===== Material for this exercise =====

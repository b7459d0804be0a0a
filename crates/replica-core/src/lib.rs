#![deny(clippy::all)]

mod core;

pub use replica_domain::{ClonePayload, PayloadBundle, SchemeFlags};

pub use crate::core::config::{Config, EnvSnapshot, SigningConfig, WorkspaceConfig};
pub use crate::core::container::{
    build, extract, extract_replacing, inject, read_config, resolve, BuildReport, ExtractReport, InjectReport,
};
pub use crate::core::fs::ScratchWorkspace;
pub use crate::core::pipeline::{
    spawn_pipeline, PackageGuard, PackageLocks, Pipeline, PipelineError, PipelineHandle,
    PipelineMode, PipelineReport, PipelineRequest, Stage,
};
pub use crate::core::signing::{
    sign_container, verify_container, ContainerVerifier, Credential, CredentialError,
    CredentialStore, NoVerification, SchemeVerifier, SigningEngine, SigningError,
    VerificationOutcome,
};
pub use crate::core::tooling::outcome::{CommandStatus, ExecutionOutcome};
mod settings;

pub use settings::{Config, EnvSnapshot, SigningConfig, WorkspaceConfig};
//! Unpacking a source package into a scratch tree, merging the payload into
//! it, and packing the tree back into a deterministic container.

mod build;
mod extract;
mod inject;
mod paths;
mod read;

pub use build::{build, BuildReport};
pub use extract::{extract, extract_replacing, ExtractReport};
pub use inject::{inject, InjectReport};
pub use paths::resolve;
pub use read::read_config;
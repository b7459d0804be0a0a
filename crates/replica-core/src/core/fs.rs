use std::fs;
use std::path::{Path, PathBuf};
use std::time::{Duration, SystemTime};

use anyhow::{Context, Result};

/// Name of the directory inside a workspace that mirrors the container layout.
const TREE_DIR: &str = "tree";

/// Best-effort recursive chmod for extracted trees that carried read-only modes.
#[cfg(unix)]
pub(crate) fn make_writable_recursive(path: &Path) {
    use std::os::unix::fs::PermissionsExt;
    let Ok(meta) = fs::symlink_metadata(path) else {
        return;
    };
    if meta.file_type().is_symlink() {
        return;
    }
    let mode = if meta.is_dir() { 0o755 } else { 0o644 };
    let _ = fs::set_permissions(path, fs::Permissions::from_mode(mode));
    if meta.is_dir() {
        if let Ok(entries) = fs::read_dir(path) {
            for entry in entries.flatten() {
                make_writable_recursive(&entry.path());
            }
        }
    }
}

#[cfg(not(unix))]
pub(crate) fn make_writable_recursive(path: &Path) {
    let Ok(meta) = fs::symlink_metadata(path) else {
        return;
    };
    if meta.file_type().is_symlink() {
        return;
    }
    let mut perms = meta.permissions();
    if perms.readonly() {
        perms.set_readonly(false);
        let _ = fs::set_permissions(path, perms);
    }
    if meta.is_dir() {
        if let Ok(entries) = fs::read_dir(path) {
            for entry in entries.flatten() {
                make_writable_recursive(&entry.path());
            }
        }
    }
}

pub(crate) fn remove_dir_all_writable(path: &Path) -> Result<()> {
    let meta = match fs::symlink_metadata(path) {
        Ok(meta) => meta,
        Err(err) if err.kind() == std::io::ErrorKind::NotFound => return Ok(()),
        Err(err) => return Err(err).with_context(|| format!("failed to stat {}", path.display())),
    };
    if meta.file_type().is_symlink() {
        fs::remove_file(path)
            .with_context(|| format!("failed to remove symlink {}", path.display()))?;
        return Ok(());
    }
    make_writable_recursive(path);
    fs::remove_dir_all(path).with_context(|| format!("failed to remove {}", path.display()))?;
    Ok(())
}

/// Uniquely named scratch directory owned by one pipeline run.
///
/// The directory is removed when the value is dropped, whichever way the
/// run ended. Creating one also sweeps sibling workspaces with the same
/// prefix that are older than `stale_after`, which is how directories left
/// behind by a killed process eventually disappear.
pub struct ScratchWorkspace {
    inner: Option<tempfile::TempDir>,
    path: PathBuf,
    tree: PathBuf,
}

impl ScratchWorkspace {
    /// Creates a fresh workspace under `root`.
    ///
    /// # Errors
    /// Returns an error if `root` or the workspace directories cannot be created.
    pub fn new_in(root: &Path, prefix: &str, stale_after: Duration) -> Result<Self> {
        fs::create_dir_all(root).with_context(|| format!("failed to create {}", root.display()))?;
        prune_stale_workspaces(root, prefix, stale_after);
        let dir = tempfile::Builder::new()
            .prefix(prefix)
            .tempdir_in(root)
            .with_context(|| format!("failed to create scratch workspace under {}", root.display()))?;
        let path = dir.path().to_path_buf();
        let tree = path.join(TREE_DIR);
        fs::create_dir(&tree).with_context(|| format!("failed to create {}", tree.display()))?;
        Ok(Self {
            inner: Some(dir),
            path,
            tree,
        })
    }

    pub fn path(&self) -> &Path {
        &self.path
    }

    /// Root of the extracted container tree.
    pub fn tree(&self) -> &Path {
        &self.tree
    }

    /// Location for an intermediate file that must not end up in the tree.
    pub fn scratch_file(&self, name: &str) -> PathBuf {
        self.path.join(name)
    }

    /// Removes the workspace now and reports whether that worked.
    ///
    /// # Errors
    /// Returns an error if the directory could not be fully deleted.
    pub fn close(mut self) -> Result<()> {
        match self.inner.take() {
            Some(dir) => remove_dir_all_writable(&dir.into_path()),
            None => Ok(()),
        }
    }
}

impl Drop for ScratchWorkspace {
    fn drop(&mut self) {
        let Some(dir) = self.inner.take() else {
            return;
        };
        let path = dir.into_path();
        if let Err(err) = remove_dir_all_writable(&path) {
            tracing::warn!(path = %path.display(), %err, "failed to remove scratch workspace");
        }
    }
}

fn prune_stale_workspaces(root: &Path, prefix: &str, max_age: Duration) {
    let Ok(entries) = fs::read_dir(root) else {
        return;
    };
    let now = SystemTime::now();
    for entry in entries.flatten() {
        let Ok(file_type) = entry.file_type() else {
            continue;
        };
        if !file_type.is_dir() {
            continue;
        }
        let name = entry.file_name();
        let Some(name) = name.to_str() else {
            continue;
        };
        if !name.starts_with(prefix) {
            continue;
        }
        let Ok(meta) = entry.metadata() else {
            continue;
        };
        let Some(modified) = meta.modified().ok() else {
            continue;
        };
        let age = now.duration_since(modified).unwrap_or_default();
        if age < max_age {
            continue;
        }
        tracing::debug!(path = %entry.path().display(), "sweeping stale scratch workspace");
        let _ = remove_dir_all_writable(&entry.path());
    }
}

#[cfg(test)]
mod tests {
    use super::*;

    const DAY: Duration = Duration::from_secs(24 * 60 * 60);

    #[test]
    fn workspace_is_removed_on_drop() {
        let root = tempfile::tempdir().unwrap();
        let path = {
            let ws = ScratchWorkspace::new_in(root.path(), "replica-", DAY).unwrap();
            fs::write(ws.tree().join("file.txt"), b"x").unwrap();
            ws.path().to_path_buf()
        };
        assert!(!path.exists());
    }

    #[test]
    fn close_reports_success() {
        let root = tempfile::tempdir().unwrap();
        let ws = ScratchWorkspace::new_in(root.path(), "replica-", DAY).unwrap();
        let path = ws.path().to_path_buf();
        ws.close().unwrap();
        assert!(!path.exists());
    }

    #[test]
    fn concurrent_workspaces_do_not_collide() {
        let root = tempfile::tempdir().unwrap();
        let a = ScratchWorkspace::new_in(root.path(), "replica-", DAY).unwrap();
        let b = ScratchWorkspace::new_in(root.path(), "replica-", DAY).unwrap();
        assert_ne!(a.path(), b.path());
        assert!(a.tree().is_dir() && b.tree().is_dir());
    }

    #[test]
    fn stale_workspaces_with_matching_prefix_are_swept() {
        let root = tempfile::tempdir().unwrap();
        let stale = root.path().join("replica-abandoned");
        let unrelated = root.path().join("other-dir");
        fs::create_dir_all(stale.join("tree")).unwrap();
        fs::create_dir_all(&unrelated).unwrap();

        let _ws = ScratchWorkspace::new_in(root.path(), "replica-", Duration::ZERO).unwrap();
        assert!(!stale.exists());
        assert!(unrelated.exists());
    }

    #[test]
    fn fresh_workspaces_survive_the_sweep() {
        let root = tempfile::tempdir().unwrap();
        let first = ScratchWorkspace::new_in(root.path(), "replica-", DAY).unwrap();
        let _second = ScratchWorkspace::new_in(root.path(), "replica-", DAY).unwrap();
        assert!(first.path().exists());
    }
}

=====

- _Task statement_
Work out how many lines of the material above contain the word "Result", then give only that figure.

- _Worked solution_
4